_INSTRUCTIONS FOR THE TASK_. Answer with only the number of lines below where "return" appears.

_TASK DATA_.
************

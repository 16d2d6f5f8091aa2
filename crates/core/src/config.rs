//! Configuration types shared across crates.

use serde::{Deserialize, Serialize};

/// Connection settings for the hosted remote data service.
#[derive(Clone, Debug, Serialize, Deserialize)]
pub struct RemoteConfig {
    /// Project base URL (e.g., "https://example.supabase.co").
    pub url: String,
    /// Project API key sent with every request.
    /// WARNING: Use the anonymous (publishable) key here; row-level security
    /// on the remote tables is what gates writes, not this key.
    pub api_key: String,
    /// Object-storage bucket holding menu images.
    #[serde(default = "default_bucket")]
    pub bucket: String,
    /// Key prefix inside the bucket for menu item images.
    #[serde(default = "default_image_prefix")]
    pub image_prefix: String,
}

fn default_bucket() -> String {
    "menu-images".to_string()
}

fn default_image_prefix() -> String {
    "menu-items".to_string()
}

impl RemoteConfig {
    /// Validate the configuration.
    pub fn validate(&self) -> Result<(), String> {
        if self.url.trim().is_empty() {
            return Err("remote.url must not be empty".to_string());
        }
        if !self.url.starts_with("http://") && !self.url.starts_with("https://") {
            return Err(format!("remote.url must be an http(s) URL: {}", self.url));
        }
        if self.api_key.trim().is_empty() {
            return Err("remote.api_key must not be empty".to_string());
        }
        if self.bucket.trim().is_empty() {
            return Err("remote.bucket must not be empty".to_string());
        }
        if self.image_prefix.contains('/') {
            return Err(format!(
                "remote.image_prefix must be a single path segment: {}",
                self.image_prefix
            ));
        }
        Ok(())
    }

    /// Create a test configuration pointing at a placeholder project.
    ///
    /// **For testing only.**
    pub fn for_testing() -> Self {
        Self {
            url: "http://localhost:54321".to_string(),
            api_key: "test-anon-key".to_string(),
            bucket: default_bucket(),
            image_prefix: default_image_prefix(),
        }
    }
}

/// Top-level application configuration.
#[derive(Clone, Debug, Serialize, Deserialize)]
pub struct AppConfig {
    /// Remote data service settings.
    pub remote: RemoteConfig,
}

impl AppConfig {
    /// Create a test configuration.
    ///
    /// **For testing only.**
    pub fn for_testing() -> Self {
        Self {
            remote: RemoteConfig::for_testing(),
        }
    }
}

************

_TASK RESULT_. 5